- Work instruction
Across the records, find how many lines include the string "derive" and answer with only the figure.

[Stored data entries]
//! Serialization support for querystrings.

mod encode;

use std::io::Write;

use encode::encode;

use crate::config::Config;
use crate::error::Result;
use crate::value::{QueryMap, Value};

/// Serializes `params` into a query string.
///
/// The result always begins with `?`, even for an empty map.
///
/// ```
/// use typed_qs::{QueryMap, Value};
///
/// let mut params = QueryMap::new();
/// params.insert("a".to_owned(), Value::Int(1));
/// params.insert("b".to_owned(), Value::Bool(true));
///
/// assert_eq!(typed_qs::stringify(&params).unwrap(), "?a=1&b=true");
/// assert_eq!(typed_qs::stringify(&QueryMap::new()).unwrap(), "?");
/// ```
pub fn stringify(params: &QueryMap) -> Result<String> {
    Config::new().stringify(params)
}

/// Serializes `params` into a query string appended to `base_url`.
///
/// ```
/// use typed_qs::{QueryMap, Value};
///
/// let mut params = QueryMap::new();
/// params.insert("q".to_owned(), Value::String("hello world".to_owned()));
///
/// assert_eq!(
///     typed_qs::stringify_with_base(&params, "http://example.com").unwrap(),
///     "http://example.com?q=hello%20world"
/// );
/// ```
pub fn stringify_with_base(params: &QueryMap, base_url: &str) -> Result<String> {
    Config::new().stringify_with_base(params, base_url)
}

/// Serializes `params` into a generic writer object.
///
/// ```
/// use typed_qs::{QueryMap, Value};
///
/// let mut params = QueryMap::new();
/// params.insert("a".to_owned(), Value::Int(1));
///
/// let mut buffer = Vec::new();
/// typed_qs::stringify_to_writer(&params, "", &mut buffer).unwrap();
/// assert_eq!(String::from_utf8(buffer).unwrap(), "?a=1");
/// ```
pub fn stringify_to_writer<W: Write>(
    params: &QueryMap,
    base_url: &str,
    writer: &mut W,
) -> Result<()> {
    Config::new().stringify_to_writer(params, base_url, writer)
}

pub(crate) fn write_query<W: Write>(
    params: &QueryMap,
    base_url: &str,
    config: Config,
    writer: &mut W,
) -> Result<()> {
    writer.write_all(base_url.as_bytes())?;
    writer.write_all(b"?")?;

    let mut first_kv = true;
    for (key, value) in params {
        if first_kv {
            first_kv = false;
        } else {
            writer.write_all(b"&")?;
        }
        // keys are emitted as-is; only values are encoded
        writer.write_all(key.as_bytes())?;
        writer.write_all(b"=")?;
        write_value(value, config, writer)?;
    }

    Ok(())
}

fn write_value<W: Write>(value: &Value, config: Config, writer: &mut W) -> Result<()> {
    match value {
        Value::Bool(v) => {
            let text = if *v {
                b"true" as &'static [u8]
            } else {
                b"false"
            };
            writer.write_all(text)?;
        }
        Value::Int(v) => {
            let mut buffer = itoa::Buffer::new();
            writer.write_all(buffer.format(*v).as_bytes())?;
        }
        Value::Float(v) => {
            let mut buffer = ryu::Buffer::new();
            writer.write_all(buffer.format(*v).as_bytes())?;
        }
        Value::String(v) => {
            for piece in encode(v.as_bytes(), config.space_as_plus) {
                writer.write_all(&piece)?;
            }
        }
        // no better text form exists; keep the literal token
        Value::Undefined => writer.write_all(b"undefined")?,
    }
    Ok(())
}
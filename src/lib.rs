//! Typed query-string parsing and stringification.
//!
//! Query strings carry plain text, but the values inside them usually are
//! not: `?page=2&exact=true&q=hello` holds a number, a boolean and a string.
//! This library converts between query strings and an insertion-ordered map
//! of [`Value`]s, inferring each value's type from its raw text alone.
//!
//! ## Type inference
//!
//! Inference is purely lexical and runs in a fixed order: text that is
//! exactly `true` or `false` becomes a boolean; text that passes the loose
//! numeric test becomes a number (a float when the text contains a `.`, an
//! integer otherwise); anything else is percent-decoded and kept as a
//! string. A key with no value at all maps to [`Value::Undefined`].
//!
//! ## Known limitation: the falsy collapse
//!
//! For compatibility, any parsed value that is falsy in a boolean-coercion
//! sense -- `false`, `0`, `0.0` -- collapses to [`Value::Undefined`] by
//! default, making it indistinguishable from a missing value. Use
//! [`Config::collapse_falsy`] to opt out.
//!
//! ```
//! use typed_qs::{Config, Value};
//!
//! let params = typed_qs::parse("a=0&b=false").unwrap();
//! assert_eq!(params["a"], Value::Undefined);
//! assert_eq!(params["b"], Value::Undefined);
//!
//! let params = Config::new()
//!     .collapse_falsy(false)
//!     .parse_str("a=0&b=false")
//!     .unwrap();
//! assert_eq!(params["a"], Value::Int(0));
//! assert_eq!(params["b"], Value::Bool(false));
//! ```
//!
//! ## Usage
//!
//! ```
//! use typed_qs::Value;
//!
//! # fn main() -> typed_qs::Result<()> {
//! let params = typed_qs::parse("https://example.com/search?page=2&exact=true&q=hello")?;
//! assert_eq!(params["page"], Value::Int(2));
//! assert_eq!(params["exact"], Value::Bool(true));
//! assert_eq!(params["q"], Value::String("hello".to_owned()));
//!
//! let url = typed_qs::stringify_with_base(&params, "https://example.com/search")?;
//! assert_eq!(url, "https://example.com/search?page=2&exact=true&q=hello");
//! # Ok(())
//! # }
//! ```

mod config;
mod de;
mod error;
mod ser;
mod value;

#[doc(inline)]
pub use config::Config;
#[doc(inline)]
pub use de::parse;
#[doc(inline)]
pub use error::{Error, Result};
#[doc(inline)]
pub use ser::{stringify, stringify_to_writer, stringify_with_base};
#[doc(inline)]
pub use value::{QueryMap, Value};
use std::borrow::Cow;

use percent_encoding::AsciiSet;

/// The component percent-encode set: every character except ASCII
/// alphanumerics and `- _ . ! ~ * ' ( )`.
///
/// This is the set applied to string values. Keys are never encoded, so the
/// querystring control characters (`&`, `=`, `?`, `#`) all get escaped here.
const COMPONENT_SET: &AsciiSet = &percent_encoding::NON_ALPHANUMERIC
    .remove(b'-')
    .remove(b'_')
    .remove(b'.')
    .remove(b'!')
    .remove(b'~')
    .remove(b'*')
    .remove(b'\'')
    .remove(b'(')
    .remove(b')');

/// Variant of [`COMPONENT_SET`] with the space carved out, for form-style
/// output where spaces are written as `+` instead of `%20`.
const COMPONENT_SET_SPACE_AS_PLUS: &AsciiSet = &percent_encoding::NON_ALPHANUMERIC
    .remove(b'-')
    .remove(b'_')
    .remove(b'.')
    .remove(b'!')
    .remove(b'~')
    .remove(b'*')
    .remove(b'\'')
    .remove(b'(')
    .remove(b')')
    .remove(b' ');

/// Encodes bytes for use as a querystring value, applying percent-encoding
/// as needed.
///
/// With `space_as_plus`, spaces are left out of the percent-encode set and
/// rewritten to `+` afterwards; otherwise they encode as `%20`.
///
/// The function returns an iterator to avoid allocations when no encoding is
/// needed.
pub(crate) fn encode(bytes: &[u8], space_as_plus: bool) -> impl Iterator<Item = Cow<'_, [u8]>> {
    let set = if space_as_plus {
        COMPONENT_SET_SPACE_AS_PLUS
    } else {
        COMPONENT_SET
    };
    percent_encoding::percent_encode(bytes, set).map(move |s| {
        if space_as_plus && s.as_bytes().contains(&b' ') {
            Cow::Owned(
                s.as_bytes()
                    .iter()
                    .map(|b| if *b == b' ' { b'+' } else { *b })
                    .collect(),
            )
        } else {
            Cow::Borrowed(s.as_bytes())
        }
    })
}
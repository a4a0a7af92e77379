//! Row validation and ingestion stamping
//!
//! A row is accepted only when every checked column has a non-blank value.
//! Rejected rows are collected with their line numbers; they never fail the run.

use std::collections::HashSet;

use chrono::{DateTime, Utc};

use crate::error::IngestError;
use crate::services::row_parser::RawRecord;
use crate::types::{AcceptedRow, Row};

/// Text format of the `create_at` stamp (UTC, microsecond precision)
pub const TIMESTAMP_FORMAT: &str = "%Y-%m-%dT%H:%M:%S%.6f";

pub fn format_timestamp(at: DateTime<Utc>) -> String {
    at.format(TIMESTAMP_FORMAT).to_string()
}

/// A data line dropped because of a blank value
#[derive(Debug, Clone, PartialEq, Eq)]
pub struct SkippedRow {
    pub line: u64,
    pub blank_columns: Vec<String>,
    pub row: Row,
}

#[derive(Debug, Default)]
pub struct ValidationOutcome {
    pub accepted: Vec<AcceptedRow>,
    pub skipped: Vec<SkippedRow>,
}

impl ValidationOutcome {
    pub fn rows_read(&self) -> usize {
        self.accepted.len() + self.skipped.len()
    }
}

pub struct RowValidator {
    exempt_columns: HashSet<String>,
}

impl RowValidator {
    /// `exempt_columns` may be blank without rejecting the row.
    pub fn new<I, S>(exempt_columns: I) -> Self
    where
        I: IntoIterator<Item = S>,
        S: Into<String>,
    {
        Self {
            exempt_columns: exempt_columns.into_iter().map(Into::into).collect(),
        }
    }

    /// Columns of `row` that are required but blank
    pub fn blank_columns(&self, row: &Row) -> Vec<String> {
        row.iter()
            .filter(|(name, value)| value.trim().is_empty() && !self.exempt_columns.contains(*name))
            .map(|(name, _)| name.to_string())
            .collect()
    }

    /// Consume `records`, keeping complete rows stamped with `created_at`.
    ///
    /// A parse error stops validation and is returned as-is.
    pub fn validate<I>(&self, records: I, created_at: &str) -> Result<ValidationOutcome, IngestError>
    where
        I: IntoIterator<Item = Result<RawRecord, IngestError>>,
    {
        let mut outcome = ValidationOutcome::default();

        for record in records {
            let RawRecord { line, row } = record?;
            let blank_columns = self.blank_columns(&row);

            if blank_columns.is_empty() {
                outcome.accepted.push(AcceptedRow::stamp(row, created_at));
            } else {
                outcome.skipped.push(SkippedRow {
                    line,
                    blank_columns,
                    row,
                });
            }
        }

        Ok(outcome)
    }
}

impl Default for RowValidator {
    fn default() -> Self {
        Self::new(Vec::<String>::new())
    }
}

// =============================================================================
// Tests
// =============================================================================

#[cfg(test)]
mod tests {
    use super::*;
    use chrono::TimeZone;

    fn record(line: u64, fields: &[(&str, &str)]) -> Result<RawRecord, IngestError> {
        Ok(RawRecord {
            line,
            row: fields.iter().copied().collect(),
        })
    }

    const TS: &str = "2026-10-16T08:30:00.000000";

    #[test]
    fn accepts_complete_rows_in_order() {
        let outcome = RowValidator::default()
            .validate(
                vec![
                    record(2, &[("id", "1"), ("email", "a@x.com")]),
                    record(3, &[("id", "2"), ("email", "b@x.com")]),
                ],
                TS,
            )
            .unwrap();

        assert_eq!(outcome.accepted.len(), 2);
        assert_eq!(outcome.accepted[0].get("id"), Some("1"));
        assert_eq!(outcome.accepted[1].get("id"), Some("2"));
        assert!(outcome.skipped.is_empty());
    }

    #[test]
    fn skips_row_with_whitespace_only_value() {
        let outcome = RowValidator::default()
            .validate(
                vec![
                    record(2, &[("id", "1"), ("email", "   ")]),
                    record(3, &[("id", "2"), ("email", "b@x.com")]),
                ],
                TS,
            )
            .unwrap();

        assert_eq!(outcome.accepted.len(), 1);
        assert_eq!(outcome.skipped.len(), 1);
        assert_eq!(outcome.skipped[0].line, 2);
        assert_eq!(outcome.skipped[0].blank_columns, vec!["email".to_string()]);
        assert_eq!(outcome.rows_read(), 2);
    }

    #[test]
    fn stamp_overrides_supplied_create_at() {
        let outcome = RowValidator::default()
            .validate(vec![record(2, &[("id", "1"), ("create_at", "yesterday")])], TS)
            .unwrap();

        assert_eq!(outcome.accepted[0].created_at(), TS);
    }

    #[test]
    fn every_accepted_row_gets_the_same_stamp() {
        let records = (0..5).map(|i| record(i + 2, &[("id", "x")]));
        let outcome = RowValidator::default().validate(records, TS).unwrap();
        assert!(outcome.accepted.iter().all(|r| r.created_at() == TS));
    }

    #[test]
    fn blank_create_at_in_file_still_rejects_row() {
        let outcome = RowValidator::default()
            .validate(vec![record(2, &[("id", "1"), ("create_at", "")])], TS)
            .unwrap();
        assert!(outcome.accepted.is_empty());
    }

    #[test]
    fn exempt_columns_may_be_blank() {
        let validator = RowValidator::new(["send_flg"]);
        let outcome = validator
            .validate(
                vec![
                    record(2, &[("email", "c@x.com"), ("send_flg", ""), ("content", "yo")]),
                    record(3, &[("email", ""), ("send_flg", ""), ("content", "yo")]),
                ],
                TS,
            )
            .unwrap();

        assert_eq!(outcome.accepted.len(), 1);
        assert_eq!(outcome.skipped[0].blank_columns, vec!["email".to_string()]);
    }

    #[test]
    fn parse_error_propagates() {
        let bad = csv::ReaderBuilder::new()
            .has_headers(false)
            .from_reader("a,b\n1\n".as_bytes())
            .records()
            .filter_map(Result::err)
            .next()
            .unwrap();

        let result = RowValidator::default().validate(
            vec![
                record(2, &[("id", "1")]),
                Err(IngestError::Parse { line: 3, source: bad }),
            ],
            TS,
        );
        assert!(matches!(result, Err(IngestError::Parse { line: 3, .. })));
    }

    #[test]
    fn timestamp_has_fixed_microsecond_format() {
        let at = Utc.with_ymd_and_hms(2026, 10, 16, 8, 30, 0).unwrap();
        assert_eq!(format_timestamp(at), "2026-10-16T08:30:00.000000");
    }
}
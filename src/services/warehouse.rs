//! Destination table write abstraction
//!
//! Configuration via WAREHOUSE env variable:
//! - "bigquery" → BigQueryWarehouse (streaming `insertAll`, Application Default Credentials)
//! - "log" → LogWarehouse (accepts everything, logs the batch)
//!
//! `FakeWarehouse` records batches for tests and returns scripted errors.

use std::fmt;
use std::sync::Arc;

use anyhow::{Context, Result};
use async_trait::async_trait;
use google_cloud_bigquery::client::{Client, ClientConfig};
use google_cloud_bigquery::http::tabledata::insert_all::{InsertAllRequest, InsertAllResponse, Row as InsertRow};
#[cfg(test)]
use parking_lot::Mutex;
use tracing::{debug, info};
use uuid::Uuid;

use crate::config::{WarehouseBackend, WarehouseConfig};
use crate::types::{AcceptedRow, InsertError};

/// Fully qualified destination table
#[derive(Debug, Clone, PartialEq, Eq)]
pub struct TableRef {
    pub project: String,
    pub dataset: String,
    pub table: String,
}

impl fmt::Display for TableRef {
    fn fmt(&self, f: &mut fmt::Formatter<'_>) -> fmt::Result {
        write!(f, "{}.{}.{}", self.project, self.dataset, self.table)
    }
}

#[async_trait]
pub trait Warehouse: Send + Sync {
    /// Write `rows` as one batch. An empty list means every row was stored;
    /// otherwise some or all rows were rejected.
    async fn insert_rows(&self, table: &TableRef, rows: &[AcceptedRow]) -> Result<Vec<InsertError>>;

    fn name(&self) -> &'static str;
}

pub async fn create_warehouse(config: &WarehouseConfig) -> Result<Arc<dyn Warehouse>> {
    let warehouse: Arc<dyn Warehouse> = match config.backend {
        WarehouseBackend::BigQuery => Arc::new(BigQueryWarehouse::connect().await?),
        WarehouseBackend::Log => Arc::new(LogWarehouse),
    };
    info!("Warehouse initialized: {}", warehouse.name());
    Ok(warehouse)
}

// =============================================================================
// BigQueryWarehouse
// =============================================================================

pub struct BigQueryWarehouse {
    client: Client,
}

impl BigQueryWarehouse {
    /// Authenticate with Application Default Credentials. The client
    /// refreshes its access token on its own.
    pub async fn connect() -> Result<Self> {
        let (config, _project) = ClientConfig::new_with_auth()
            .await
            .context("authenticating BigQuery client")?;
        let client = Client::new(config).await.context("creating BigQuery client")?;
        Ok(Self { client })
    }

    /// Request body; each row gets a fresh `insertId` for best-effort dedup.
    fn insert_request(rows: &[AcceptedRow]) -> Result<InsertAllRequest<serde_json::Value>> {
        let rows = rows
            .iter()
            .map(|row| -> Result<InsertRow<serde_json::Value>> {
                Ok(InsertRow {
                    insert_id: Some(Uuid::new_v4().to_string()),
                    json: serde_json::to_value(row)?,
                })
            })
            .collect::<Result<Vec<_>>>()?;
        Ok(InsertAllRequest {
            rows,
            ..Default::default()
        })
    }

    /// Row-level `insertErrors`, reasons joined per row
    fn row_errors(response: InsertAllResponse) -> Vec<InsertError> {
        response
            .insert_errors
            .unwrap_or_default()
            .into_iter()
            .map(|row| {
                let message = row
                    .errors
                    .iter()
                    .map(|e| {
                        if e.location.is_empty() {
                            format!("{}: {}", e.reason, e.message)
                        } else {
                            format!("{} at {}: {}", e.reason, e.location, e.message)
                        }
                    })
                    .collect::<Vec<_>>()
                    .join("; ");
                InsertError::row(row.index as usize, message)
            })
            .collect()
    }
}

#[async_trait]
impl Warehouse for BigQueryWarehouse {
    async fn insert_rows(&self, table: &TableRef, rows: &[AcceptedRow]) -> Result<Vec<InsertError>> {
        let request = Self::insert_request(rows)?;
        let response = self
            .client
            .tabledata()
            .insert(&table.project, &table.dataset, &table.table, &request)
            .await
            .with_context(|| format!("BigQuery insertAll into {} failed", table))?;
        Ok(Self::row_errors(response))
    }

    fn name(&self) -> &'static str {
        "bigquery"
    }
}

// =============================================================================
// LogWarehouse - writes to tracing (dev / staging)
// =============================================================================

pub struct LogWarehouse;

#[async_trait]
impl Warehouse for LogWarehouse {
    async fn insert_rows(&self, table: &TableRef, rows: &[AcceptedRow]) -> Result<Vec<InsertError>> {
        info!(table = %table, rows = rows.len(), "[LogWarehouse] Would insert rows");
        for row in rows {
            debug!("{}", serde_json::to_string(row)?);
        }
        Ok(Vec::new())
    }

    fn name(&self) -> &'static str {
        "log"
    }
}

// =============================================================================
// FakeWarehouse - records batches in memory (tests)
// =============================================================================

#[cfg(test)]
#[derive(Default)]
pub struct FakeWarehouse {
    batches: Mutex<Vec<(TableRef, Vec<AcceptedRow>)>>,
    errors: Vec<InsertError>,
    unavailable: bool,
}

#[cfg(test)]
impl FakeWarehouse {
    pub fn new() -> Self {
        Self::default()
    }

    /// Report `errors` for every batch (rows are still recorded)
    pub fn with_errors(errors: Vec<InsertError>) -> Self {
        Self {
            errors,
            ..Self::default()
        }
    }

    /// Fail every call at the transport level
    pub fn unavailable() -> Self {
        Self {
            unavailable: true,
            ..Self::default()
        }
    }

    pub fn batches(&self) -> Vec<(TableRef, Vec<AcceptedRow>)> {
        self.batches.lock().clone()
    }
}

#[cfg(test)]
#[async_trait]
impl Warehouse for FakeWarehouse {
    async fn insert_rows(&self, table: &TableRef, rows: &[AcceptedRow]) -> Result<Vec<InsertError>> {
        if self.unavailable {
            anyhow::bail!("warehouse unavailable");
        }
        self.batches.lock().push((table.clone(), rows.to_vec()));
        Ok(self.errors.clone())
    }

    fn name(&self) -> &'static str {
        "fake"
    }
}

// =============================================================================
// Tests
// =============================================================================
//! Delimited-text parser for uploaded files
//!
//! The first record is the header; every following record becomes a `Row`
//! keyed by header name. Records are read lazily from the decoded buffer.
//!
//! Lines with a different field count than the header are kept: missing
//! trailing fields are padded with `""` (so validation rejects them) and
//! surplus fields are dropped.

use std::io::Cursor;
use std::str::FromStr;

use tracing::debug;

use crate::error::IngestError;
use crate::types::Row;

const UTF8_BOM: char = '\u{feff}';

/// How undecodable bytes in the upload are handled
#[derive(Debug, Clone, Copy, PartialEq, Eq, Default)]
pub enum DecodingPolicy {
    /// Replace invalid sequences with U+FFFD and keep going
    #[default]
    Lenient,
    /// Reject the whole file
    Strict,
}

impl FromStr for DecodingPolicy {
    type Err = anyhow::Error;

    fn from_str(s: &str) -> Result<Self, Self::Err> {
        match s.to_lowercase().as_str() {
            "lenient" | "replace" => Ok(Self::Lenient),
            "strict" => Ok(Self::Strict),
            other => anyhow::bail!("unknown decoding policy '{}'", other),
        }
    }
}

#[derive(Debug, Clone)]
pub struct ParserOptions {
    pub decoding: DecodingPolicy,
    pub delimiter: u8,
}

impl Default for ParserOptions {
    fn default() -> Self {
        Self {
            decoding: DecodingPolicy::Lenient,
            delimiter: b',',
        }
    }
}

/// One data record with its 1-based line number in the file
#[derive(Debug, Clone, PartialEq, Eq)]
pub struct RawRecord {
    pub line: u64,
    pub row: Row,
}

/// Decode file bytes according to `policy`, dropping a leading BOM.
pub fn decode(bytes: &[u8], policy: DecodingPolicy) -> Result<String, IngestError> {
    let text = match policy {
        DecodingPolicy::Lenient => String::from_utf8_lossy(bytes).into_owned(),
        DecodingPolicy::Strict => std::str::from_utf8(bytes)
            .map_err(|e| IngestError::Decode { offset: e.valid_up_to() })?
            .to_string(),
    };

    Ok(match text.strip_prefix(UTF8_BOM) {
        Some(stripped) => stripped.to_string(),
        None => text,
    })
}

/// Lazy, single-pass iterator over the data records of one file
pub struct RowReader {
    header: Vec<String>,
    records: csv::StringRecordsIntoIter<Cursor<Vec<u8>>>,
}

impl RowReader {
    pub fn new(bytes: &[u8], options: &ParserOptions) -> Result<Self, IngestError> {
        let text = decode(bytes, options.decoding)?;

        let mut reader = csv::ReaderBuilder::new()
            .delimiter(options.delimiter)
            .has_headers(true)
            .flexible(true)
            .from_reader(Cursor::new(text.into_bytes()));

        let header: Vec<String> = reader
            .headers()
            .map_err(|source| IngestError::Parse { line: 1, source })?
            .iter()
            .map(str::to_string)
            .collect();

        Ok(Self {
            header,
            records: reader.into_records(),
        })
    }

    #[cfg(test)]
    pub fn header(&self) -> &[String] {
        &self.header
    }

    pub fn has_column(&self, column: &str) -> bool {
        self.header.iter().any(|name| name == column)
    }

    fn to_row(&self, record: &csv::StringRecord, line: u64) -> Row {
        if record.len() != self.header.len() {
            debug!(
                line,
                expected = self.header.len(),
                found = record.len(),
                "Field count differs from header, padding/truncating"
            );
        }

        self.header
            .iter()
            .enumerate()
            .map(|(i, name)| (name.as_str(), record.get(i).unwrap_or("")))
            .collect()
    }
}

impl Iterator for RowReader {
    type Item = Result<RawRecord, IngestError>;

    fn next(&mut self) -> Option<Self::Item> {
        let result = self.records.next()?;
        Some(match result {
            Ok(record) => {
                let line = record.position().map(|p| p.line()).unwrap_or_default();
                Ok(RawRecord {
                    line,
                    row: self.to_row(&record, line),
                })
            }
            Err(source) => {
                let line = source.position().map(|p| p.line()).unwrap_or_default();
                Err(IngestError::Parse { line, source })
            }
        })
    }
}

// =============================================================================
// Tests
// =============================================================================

- Answer section
7